Aim of the task:
Within the material below, count every line with the string "struct". Give no more than the number.

Information shown:

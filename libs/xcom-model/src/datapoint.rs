//! Datapoint metadata
//!
//! A [`Datapoint`] describes one addressable device parameter: its numeric
//! identifier, a symbolic name, the declared scalar type and an optional unit.
//! Identity is the identifier alone, so two datapoints with the same id but
//! different names compare equal.

use std::fmt;
use std::hash::{Hash, Hasher};
use std::str::FromStr;

use errors::XcomError;
use serde::{Deserialize, Serialize};

/// First identifier of the Xtender info range
pub const INFO_RANGE_START: u32 = 3000;
/// Last identifier of the Xtender info range (inclusive)
pub const INFO_RANGE_END: u32 = 3168;
/// Every identifier from here on (BSP, VarioTrack, VarioString) is an info
pub const INFO_OPEN_RANGE_START: u32 = 7000;

/// Whether an identifier addresses a read-only "info" object on the device
pub fn is_info_id(id: u32) -> bool {
    (INFO_RANGE_START..=INFO_RANGE_END).contains(&id) || id >= INFO_OPEN_RANGE_START
}

/// Declared scalar type of a datapoint
#[derive(Debug, Clone, Copy, PartialEq, Eq, Hash, Serialize, Deserialize)]
#[serde(rename_all = "SCREAMING_SNAKE_CASE")]
pub enum DataType {
    Bool,
    #[serde(rename = "INTEGER")]
    Int32,
    Float,
    EnumShort,
    EnumLong,
    String,
    Bytes,
}

impl DataType {
    /// Name as used by the device documentation
    pub fn as_str(&self) -> &'static str {
        match self {
            DataType::Bool => "BOOL",
            DataType::Int32 => "INTEGER",
            DataType::Float => "FLOAT",
            DataType::EnumShort => "ENUM_SHORT",
            DataType::EnumLong => "ENUM_LONG",
            DataType::String => "STRING",
            DataType::Bytes => "BYTES",
        }
    }

    /// Fixed wire width in bytes, `None` for types without a scalar encoding
    pub fn wire_width(&self) -> Option<usize> {
        match self {
            DataType::Bool => Some(1),
            DataType::EnumShort => Some(2),
            DataType::Int32 | DataType::Float => Some(4),
            DataType::EnumLong | DataType::String | DataType::Bytes => None,
        }
    }
}

impl fmt::Display for DataType {
    fn fmt(&self, f: &mut fmt::Formatter<'_>) -> fmt::Result {
        f.write_str(self.as_str())
    }
}

impl FromStr for DataType {
    type Err = XcomError;

    fn from_str(s: &str) -> Result<Self, Self::Err> {
        match s.to_ascii_lowercase().as_str() {
            "bool" | "boolean" => Ok(DataType::Bool),
            "integer" | "int" | "int32" | "i32" | "sint" => Ok(DataType::Int32),
            "float" | "float32" | "f32" => Ok(DataType::Float),
            "enum_short" | "short_enum" | "enum" => Ok(DataType::EnumShort),
            "enum_long" | "long_enum" => Ok(DataType::EnumLong),
            "string" => Ok(DataType::String),
            "bytes" => Ok(DataType::Bytes),
            other => Err(XcomError::UnsupportedType(other.to_string())),
        }
    }
}

/// Metadata of one device parameter
#[derive(Debug, Clone, Serialize, Deserialize)]
pub struct Datapoint {
    pub id: u32,
    pub name: String,
    pub data_type: DataType,
    #[serde(default, skip_serializing_if = "Option::is_none")]
    pub unit: Option<String>,
    #[serde(default)]
    pub writable: bool,
}

impl Datapoint {
    /// Writable parameter without unit
    pub fn parameter(id: u32, name: impl Into<String>, data_type: DataType) -> Self {
        Self {
            id,
            name: name.into(),
            data_type,
            unit: None,
            writable: true,
        }
    }

    /// Read-only info value
    pub fn info(id: u32, name: impl Into<String>, data_type: DataType) -> Self {
        Self {
            writable: false,
            ..Self::parameter(id, name, data_type)
        }
    }

    /// Anonymous datapoint for reads by raw identifier
    pub fn anonymous(id: u32, data_type: DataType) -> Self {
        Self {
            id,
            name: String::new(),
            data_type,
            unit: None,
            writable: !is_info_id(id),
        }
    }

    pub fn with_unit(mut self, unit: impl Into<String>) -> Self {
        self.unit = Some(unit.into());
        self
    }

    pub fn read_only(mut self) -> Self {
        self.writable = false;
        self
    }

    pub fn is_info(&self) -> bool {
        is_info_id(self.id)
    }
}

impl PartialEq for Datapoint {
    fn eq(&self, other: &Self) -> bool {
        self.id == other.id
    }
}

impl Eq for Datapoint {}

impl PartialEq<u32> for Datapoint {
    fn eq(&self, other: &u32) -> bool {
        self.id == *other
    }
}

impl Hash for Datapoint {
    fn hash<H: Hasher>(&self, state: &mut H) {
        self.id.hash(state);
    }
}

impl fmt::Display for Datapoint {
    fn fmt(&self, f: &mut fmt::Formatter<'_>) -> fmt::Result {
        if self.name.is_empty() {
            write!(f, "{} ({})", self.id, self.data_type)
        } else {
            write!(f, "{} {} ({})", self.id, self.name, self.data_type)
        }
    }
}

/// Labelled value of an enumerated parameter (operating mode, cycle phase)
#[derive(Debug, Clone, Copy, Serialize)]
pub struct ValueTuple {
    pub id: i32,
    pub label: &'static str,
}

impl ValueTuple {
    pub const fn new(id: i32, label: &'static str) -> Self {
        Self { id, label }
    }
}

impl PartialEq for ValueTuple {
    fn eq(&self, other: &Self) -> bool {
        self.id == other.id
    }
}

impl Eq for ValueTuple {}

impl PartialEq<i32> for ValueTuple {
    fn eq(&self, other: &i32) -> bool {
        self.id == *other
    }
}

impl fmt::Display for ValueTuple {
    fn fmt(&self, f: &mut fmt::Formatter<'_>) -> fmt::Result {
        f.write_str(self.label)
    }
}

Answer to this task:
2